Braus: Die Mitglieder des inklusiven Schauspielstudios werden im Laufe der Jahre in unsere Produktionen eingebunden. Bei der Spielplangestaltung haben wir uns im Wesentlichen mit der Frage auseinandergesetzt, wie unsere Gesellschaft mit dem Fremdsein, dem Anderssein, umgeht. Wer oder was ist uns fremd? Wo fühlen wir uns fremd? Wann werden wir uns selbst fremd? Was heißt Entwurzeltsein und was Ankommen? In Molières „Der Geizige“, entfremdet sich ein Mann durch seine Geldgier von seiner Familie. In „Bilder deiner großen Liebe“ (nach Wolfgang Herrndorf, Red.) erleben wir eine andere Sicht auf die vermeintlich normale Welt. Und in „atlas“ von Thomas Köck geht es um die Auflösung von Grenzen und der Zeit.
Gibt es personelle Veränderungen im Ensemble?
Braus: Julia Meier wird festes Ensemblemitglied, Kevin Wilke etwas später auch. Als Gäste treten Luise Kinner, Silvia Munzón López und Hans Richter auf.
Haben Sie ein Lieblingsformat?
Braus: Ein Lieblingsformat habe ich in dem Sinne nicht. Aber wir erweitern unser Format „Schnappschuss“, in dem wir dreimal mit dem Sinfonieorchester zusammenarbeiten: im Skulpturenpark zum Thema Bauhaus sowie im Wuppertal Institut und einem noch nicht festgelegten weiteren Ort zu Friedrich Engels. Außerdem gibt es natürlich wieder zwei bis drei „normale“ Schnappschüsse.

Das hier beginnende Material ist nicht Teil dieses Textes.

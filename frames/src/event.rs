//! Domain events: typed notifications of board mutations.
//!
//! DESIGN
//! ======
//! On the wire an event is `{type, board_id, data, user_id, timestamp}`.
//! In memory the `type`/`data` pair is one closed [`EventPayload`] variant,
//! so adding an event kind forces every consumer match to handle it.
//! Decoding rejects a `data` shape that does not fit its `type`.
//!
//! Events are ephemeral: nothing in this crate stores or sequences them.

use std::fmt;

use serde::de::Error as _;
use serde::ser::{Error as _, SerializeStruct};
use serde::{Deserialize, Deserializer, Serialize, Serializer};
use time::OffsetDateTime;
use time::format_description::well_known::Rfc3339;
use uuid::Uuid;

use crate::model::{Board, Card, List, Role, deserialize_position};

// =============================================================================
// KIND
// =============================================================================

/// The fixed enumeration of event `type` strings.
#[derive(Clone, Copy, Debug, PartialEq, Eq, Hash, Serialize, Deserialize)]
pub enum EventKind {
    #[serde(rename = "board.update")]
    BoardUpdate,
    #[serde(rename = "card.created")]
    CardCreated,
    #[serde(rename = "card.updated")]
    CardUpdated,
    #[serde(rename = "card.moved")]
    CardMoved,
    #[serde(rename = "card.deleted")]
    CardDeleted,
    #[serde(rename = "list.created")]
    ListCreated,
    #[serde(rename = "list.updated")]
    ListUpdated,
    #[serde(rename = "list.moved")]
    ListMoved,
    #[serde(rename = "member.joined")]
    MemberJoined,
    #[serde(rename = "member.left")]
    MemberLeft,
}

impl EventKind {
    #[must_use]
    pub fn as_str(self) -> &'static str {
        match self {
            Self::BoardUpdate => "board.update",
            Self::CardCreated => "card.created",
            Self::CardUpdated => "card.updated",
            Self::CardMoved => "card.moved",
            Self::CardDeleted => "card.deleted",
            Self::ListCreated => "list.created",
            Self::ListUpdated => "list.updated",
            Self::ListMoved => "list.moved",
            Self::MemberJoined => "member.joined",
            Self::MemberLeft => "member.left",
        }
    }
}

impl fmt::Display for EventKind {
    fn fmt(&self, f: &mut fmt::Formatter<'_>) -> fmt::Result {
        f.write_str(self.as_str())
    }
}

// =============================================================================
// PAYLOADS
// =============================================================================

/// `card.moved` data.
#[derive(Clone, Debug, PartialEq, Eq, Serialize, Deserialize)]
#[serde(rename_all = "camelCase")]
pub struct CardMove {
    pub card_id: Uuid,
    pub from_list_id: Uuid,
    pub to_list_id: Uuid,
    #[serde(deserialize_with = "deserialize_position")]
    pub position: i64,
}

/// `list.moved` data.
#[derive(Clone, Debug, PartialEq, Eq, Serialize, Deserialize)]
#[serde(rename_all = "camelCase")]
pub struct ListMove {
    pub list_id: Uuid,
    #[serde(deserialize_with = "deserialize_position")]
    pub position: i64,
}

/// `card.deleted` data: just the id of the removed entity.
#[derive(Clone, Debug, PartialEq, Eq, Serialize, Deserialize)]
pub struct EntityRef {
    pub id: Uuid,
}

/// `member.joined` / `member.left` data.
#[derive(Clone, Debug, PartialEq, Eq, Serialize, Deserialize)]
pub struct MemberChange {
    pub user_id: Uuid,
    #[serde(default, skip_serializing_if = "Option::is_none")]
    pub role: Option<Role>,
}

/// One variant per event kind, carrying that kind's exact `data` shape.
#[derive(Clone, Debug, PartialEq)]
pub enum EventPayload {
    BoardUpdated(Board),
    CardCreated(Card),
    CardUpdated(Card),
    CardMoved(CardMove),
    CardDeleted(EntityRef),
    ListCreated(List),
    ListUpdated(List),
    ListMoved(ListMove),
    MemberJoined(MemberChange),
    MemberLeft(MemberChange),
}

impl EventPayload {
    #[must_use]
    pub fn kind(&self) -> EventKind {
        match self {
            Self::BoardUpdated(_) => EventKind::BoardUpdate,
            Self::CardCreated(_) => EventKind::CardCreated,
            Self::CardUpdated(_) => EventKind::CardUpdated,
            Self::CardMoved(_) => EventKind::CardMoved,
            Self::CardDeleted(_) => EventKind::CardDeleted,
            Self::ListCreated(_) => EventKind::ListCreated,
            Self::ListUpdated(_) => EventKind::ListUpdated,
            Self::ListMoved(_) => EventKind::ListMoved,
            Self::MemberJoined(_) => EventKind::MemberJoined,
            Self::MemberLeft(_) => EventKind::MemberLeft,
        }
    }

    /// Decode `data` according to `kind`.
    ///
    /// # Errors
    ///
    /// Returns a JSON error when `data` does not match the shape for `kind`.
    pub fn from_parts(kind: EventKind, data: serde_json::Value) -> Result<Self, serde_json::Error> {
        Ok(match kind {
            EventKind::BoardUpdate => Self::BoardUpdated(serde_json::from_value(data)?),
            EventKind::CardCreated => Self::CardCreated(serde_json::from_value(data)?),
            EventKind::CardUpdated => Self::CardUpdated(serde_json::from_value(data)?),
            EventKind::CardMoved => Self::CardMoved(serde_json::from_value(data)?),
            EventKind::CardDeleted => Self::CardDeleted(serde_json::from_value(data)?),
            EventKind::ListCreated => Self::ListCreated(serde_json::from_value(data)?),
            EventKind::ListUpdated => Self::ListUpdated(serde_json::from_value(data)?),
            EventKind::ListMoved => Self::ListMoved(serde_json::from_value(data)?),
            EventKind::MemberJoined => Self::MemberJoined(serde_json::from_value(data)?),
            EventKind::MemberLeft => Self::MemberLeft(serde_json::from_value(data)?),
        })
    }
}

/// Serializes only the inner `data` of a payload.
struct PayloadData<'a>(&'a EventPayload);

impl Serialize for PayloadData<'_> {
    fn serialize<S: Serializer>(&self, serializer: S) -> Result<S::Ok, S::Error> {
        match self.0 {
            EventPayload::BoardUpdated(v) => v.serialize(serializer),
            EventPayload::CardCreated(v) | EventPayload::CardUpdated(v) => v.serialize(serializer),
            EventPayload::CardMoved(v) => v.serialize(serializer),
            EventPayload::CardDeleted(v) => v.serialize(serializer),
            EventPayload::ListCreated(v) | EventPayload::ListUpdated(v) => v.serialize(serializer),
            EventPayload::ListMoved(v) => v.serialize(serializer),
            EventPayload::MemberJoined(v) | EventPayload::MemberLeft(v) => v.serialize(serializer),
        }
    }
}

// =============================================================================
// EVENT
// =============================================================================

/// A board mutation notification as fanned out to subscribers.
#[derive(Clone, Debug, PartialEq)]
pub struct DomainEvent {
    pub board_id: Uuid,
    /// User whose action produced the event.
    pub user_id: Uuid,
    pub timestamp: OffsetDateTime,
    pub payload: EventPayload,
}

impl DomainEvent {
    /// Create an event stamped with the current UTC time.
    #[must_use]
    pub fn new(board_id: Uuid, user_id: Uuid, payload: EventPayload) -> Self {
        Self { board_id, user_id, timestamp: OffsetDateTime::now_utc(), payload }
    }

    #[must_use]
    pub fn kind(&self) -> EventKind {
        self.payload.kind()
    }

    /// Read `type` and `board_id` from a frame without decoding `data`.
    ///
    /// Returns `None` unless the frame names a known event kind and a board.
    /// Lets a receiver tell a mangled event (an update it has now missed)
    /// from noise.
    #[must_use]
    pub fn peek_header(text: &str) -> Option<(EventKind, Uuid)> {
        let header: EventHeader = serde_json::from_str(text).ok()?;
        Some((header.kind, header.board_id))
    }
}

#[derive(Deserialize)]
struct EventHeader {
    #[serde(rename = "type")]
    kind: EventKind,
    board_id: Uuid,
}

impl Serialize for DomainEvent {
    fn serialize<S: Serializer>(&self, serializer: S) -> Result<S::Ok, S::Error> {
        let timestamp = self.timestamp.format(&Rfc3339).map_err(S::Error::custom)?;
        let mut st = serializer.serialize_struct("DomainEvent", 5)?;
        st.serialize_field("type", &self.kind())?;
        st.serialize_field("board_id", &self.board_id)?;
        st.serialize_field("data", &PayloadData(&self.payload))?;
        st.serialize_field("user_id", &self.user_id)?;
        st.serialize_field("timestamp", &timestamp)?;
        st.end()
    }
}

#[derive(Deserialize)]
struct RawEvent {
    #[serde(rename = "type")]
    kind: EventKind,
    board_id: Uuid,
    data: serde_json::Value,
    user_id: Uuid,
    #[serde(with = "time::serde::rfc3339")]
    timestamp: OffsetDateTime,
}

impl<'de> Deserialize<'de> for DomainEvent {
    fn deserialize<D: Deserializer<'de>>(deserializer: D) -> Result<Self, D::Error> {
        let raw = RawEvent::deserialize(deserializer)?;
        let payload = EventPayload::from_parts(raw.kind, raw.data)
            .map_err(|e| D::Error::custom(format!("invalid data for {}: {e}", raw.kind)))?;
        Ok(Self { board_id: raw.board_id, user_id: raw.user_id, timestamp: raw.timestamp, payload })
    }
}

#[cfg(test)]
#[path = "event_test.rs"]
mod tests;
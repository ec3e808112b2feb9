//! Server configuration parsed from environment variables.
//!
//! Required:
//! - `DATABASE_URL`: external data service (Postgres) used for access checks
//! - `AUTH_URL`: base URL of the external identity provider
//!
//! Optional:
//! - `PORT`: default 3000
//! - `DB_MAX_CONNECTIONS`: default 5
//! - `AUTH_API_KEY`: sent as the `apikey` header on token introspection
//! - `AUTH_TIMEOUT_SECS`: default 10
//! - `WS_OUTBOUND_QUEUE`: per-connection outbound queue capacity, default 256
//! - `EVENTS_INGEST_KEY`: enables `POST /api/boards/{id}/events` when set

use std::time::Duration;

pub const DEFAULT_PORT: u16 = 3000;
pub const DEFAULT_DB_MAX_CONNECTIONS: u32 = 5;
pub const DEFAULT_AUTH_TIMEOUT_SECS: u64 = 10;
pub const DEFAULT_WS_OUTBOUND_QUEUE: usize = 256;

#[derive(Debug, thiserror::Error, PartialEq, Eq)]
pub enum ConfigError {
    #[error("missing required env var {0}")]
    Missing(&'static str),
    #[error("invalid value for {var}: {value}")]
    Invalid { var: &'static str, value: String },
}

#[derive(Debug, Clone, PartialEq, Eq)]
pub struct ServerConfig {
    pub port: u16,
    pub database_url: String,
    pub db_max_connections: u32,
    pub auth_url: String,
    pub auth_api_key: Option<String>,
    pub auth_timeout: Duration,
    pub outbound_queue: usize,
    pub ingest_key: Option<String>,
}

impl ServerConfig {
    /// Build typed config from the process environment.
    ///
    /// # Errors
    ///
    /// Returns [`ConfigError`] when a required variable is missing or a
    /// numeric variable does not parse.
    pub fn from_env() -> Result<Self, ConfigError> {
        Self::from_lookup(|key| std::env::var(key).ok())
    }

    /// Build typed config from an arbitrary key lookup.
    ///
    /// # Errors
    ///
    /// See [`ServerConfig::from_env`].
    pub fn from_lookup(lookup: impl Fn(&str) -> Option<String>) -> Result<Self, ConfigError> {
        let required = |var: &'static str| {
            lookup(var)
                .filter(|v| !v.trim().is_empty())
                .ok_or(ConfigError::Missing(var))
        };
        let optional = |var: &str| lookup(var).filter(|v| !v.trim().is_empty());

        let outbound_queue = parse_or(&lookup, "WS_OUTBOUND_QUEUE", DEFAULT_WS_OUTBOUND_QUEUE)?;
        if outbound_queue == 0 {
            return Err(ConfigError::Invalid { var: "WS_OUTBOUND_QUEUE", value: "0".into() });
        }

        Ok(Self {
            port: parse_or(&lookup, "PORT", DEFAULT_PORT)?,
            database_url: required("DATABASE_URL")?,
            db_max_connections: parse_or(&lookup, "DB_MAX_CONNECTIONS", DEFAULT_DB_MAX_CONNECTIONS)?,
            auth_url: required("AUTH_URL")?.trim_end_matches('/').to_owned(),
            auth_api_key: optional("AUTH_API_KEY"),
            auth_timeout: Duration::from_secs(parse_or(&lookup, "AUTH_TIMEOUT_SECS", DEFAULT_AUTH_TIMEOUT_SECS)?),
            outbound_queue,
            ingest_key: optional("EVENTS_INGEST_KEY"),
        })
    }
}

fn parse_or<T>(lookup: &impl Fn(&str) -> Option<String>, var: &'static str, default: T) -> Result<T, ConfigError>
where
    T: std::str::FromStr,
{
    match lookup(var) {
        None => Ok(default),
        Some(value) => value
            .trim()
            .parse::<T>()
            .map_err(|_| ConfigError::Invalid { var, value }),
    }
}

#[cfg(test)]
#[path = "config_test.rs"]
mod tests;
//! Shared wire protocol for realtime board synchronization.
//!
//! This crate owns the JSON text-frame representation used by both the
//! websocket server and the sync client. Three families of messages exist:
//!
//! - [`ClientMessage`]: inbound control messages (`auth`, `subscribe`,
//!   `unsubscribe`).
//! - [`ControlReply`] / [`ErrorReply`]: outbound replies to those messages.
//! - [`DomainEvent`]: outbound fire-and-forget board mutations, fanned out
//!   to every subscriber of a board.
//!
//! [`ServerMessage`] is the union a client decodes from any server frame.

pub mod control;
pub mod event;
pub mod model;

pub use control::{ClientMessage, ControlReply, ErrorReply, ProtocolError, ServerMessage};
pub use event::{CardMove, DomainEvent, EntityRef, EventKind, EventPayload, ListMove, MemberChange};
pub use model::{Board, BoardSnapshot, Card, List, Member, Role, Visibility};

/// Grepable error code for structured error replies.
pub trait ErrorCode: std::fmt::Display {
    fn error_code(&self) -> &'static str;

    fn retryable(&self) -> bool {
        false
    }
}

/// Build a generic error reply from a typed error.
pub fn error_reply(err: &(impl ErrorCode + ?Sized)) -> ErrorReply {
    ErrorReply { error: err.to_string(), code: Some(err.error_code().to_owned()), retryable: err.retryable() }
}

#[cfg(test)]
#[path = "lib_test.rs"]
mod tests;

Was tut sich bei der Regie?
Braus: Es werden dem Wuppertaler Publikum bekannte Regisseure inszenieren, wie Alexander Marusch, Jakob Fedler, Henner Kallmeyer und Martin Kindervater. Und wir konnten drei junge Regisseure beziehungsweise Regisseurinnen für uns gewinnen: Barbara Büchmann, die jetzt noch Regieassistentin ist, gibt ihr Debüt mit „Bilder deiner großen Liebe“. Nicolas Charaux, der schon an großen Häusern gearbeitet hat, inszeniert „Romeo und Julia“. Anna Elisabeth Frick, die für die spannende Kombination von Schauspiel und Performance steht, inszeniert „Benefiz – Jeder rettet einen Afrikaner“ (von Ingrid Lausund, Red.). Hinzu kommt Jenke Nordalm, eine erfahrene Regisseurin, die auf zeitgenössisches Theater spezialisiert ist. Sie übernimmt die Regie von „atlas“.
Sind noch Wünsche offen?
Braus: Vor allem ist mir wichtig, dass wir Schauspielerinnen und Schauspieler besser bezahlen. Die Frage ist, wie viel wir für Kunst ausgeben wollen, was sie uns wert ist.
Wie erleben Sie das Publikum?
Braus: Insgesamt fühle ich mich sehr angenommen, wir haben ein überaus positives Feedback. Ich bin allerdings auch sehr dankbar, wenn Publikum Kritik äußert. Die offene Auseinandersetzung mit Kunst ist mir wichtig. Wir müssen am Stadttheater auch neue Wege gehen, neue Regiehandschriften ausprobieren. Die konstruktive Diskussion mit dem Publikum ist das Beste, was Theater passieren kann.